§ Your task: Word for word, set down every line of the entries below from the line with "carries no opcode" to the line with "is refused outright.", including both, and no other line.

········

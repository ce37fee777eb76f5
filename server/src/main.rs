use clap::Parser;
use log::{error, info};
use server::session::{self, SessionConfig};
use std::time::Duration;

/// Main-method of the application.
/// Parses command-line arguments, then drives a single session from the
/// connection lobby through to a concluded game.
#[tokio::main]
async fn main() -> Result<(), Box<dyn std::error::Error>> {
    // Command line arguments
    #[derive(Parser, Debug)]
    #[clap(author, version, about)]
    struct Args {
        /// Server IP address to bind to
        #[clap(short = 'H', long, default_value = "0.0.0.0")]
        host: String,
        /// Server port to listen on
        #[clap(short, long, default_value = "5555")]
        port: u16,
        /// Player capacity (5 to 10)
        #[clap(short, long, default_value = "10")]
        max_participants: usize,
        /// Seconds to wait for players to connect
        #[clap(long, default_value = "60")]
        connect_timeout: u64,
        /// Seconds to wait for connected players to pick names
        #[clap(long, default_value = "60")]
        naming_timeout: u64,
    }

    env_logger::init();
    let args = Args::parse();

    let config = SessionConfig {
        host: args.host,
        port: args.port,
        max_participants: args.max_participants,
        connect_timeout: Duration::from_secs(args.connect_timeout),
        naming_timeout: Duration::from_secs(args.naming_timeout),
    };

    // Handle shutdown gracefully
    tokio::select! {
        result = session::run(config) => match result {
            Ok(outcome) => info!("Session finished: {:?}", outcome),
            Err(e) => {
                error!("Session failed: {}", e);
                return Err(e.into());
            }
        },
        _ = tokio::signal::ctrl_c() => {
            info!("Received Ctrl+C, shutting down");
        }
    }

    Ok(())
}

········

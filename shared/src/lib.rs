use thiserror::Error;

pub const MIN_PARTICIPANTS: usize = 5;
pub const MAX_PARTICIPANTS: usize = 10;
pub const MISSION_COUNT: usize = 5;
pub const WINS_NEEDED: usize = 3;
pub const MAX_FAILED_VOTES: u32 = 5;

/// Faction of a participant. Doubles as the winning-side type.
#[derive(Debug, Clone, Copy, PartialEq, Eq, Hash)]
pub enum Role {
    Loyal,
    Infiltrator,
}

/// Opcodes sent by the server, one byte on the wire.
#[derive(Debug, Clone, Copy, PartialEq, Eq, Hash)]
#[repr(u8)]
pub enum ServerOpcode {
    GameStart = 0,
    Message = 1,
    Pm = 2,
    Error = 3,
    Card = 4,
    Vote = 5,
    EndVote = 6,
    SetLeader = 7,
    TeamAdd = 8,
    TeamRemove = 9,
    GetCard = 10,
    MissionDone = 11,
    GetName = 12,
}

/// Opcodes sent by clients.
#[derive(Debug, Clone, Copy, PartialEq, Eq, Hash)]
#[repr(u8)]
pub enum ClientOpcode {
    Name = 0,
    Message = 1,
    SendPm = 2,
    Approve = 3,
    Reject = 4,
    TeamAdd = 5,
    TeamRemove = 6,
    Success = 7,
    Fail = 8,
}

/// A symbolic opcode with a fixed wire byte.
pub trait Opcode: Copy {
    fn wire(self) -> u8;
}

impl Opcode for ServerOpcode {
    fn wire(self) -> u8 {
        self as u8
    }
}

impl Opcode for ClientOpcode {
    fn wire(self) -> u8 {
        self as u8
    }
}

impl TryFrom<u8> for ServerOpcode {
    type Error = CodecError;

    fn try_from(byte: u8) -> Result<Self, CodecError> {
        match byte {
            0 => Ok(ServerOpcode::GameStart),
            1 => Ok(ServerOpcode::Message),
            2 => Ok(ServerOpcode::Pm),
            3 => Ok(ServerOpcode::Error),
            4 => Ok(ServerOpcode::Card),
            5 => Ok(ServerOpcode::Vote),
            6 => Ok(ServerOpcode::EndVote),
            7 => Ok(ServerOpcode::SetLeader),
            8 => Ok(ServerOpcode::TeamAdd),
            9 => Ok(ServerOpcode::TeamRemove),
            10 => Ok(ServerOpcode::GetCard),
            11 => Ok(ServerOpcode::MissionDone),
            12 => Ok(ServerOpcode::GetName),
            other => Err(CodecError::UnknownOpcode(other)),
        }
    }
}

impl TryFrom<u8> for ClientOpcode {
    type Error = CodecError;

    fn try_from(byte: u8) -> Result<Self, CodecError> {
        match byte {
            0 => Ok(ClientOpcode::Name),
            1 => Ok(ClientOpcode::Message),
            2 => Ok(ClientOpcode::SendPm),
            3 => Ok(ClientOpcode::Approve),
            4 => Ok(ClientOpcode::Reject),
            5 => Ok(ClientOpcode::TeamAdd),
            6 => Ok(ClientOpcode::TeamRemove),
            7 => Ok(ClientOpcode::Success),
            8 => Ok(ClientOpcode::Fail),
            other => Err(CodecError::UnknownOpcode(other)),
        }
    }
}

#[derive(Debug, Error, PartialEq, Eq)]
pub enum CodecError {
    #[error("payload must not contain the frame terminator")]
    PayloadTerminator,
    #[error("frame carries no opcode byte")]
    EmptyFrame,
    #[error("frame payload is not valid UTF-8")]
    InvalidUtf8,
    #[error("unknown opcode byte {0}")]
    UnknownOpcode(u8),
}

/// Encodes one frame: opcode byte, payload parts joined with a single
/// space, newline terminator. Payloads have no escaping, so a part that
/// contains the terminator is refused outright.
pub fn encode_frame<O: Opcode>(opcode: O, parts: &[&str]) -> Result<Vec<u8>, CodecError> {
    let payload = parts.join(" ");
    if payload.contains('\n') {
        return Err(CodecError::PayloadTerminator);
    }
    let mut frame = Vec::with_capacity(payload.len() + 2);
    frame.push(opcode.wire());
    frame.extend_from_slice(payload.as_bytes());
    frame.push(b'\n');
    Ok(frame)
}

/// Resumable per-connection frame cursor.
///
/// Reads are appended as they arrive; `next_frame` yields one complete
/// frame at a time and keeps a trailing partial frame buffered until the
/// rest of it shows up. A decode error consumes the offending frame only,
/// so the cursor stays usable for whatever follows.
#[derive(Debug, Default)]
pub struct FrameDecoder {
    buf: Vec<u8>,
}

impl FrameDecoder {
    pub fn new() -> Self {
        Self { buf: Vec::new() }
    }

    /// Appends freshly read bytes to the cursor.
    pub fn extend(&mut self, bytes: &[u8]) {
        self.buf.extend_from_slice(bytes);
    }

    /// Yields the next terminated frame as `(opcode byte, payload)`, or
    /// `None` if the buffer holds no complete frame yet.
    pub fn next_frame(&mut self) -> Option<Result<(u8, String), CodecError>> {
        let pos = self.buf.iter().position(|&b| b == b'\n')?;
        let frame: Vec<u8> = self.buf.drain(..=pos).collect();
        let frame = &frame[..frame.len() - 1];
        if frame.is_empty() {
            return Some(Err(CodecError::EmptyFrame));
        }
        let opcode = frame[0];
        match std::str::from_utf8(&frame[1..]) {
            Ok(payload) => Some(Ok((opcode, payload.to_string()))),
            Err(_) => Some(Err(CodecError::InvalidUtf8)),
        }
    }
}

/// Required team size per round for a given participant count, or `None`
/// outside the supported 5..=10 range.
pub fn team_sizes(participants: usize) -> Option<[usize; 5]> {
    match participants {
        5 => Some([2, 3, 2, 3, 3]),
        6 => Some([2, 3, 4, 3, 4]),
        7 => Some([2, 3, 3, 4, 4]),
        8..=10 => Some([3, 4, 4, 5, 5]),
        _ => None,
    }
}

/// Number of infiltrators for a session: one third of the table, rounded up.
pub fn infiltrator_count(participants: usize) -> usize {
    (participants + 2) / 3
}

········

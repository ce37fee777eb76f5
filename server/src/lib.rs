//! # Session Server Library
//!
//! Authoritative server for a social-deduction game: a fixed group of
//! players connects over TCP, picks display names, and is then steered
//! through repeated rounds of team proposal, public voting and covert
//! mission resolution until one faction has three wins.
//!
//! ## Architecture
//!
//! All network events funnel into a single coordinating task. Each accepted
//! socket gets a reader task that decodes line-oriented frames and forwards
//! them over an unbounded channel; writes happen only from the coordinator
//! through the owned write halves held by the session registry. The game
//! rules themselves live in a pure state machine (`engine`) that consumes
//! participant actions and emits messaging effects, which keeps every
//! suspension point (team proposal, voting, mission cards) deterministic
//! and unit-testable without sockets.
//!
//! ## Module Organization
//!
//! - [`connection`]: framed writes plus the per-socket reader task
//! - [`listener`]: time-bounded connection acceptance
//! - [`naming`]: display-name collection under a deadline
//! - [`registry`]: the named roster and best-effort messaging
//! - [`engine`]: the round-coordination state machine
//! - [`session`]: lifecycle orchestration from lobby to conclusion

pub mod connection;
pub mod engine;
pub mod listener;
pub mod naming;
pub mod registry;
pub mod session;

········

§ Finished exercise:
    #[error("frame carries no opcode byte")]
    EmptyFrame,
    #[error("frame payload is not valid UTF-8")]
    InvalidUtf8,
    #[error("unknown opcode byte {0}")]
    UnknownOpcode(u8),
}

/// Encodes one frame: opcode byte, payload parts joined with a single
/// space, newline terminator. Payloads have no escaping, so a part that
/// contains the terminator is refused outright.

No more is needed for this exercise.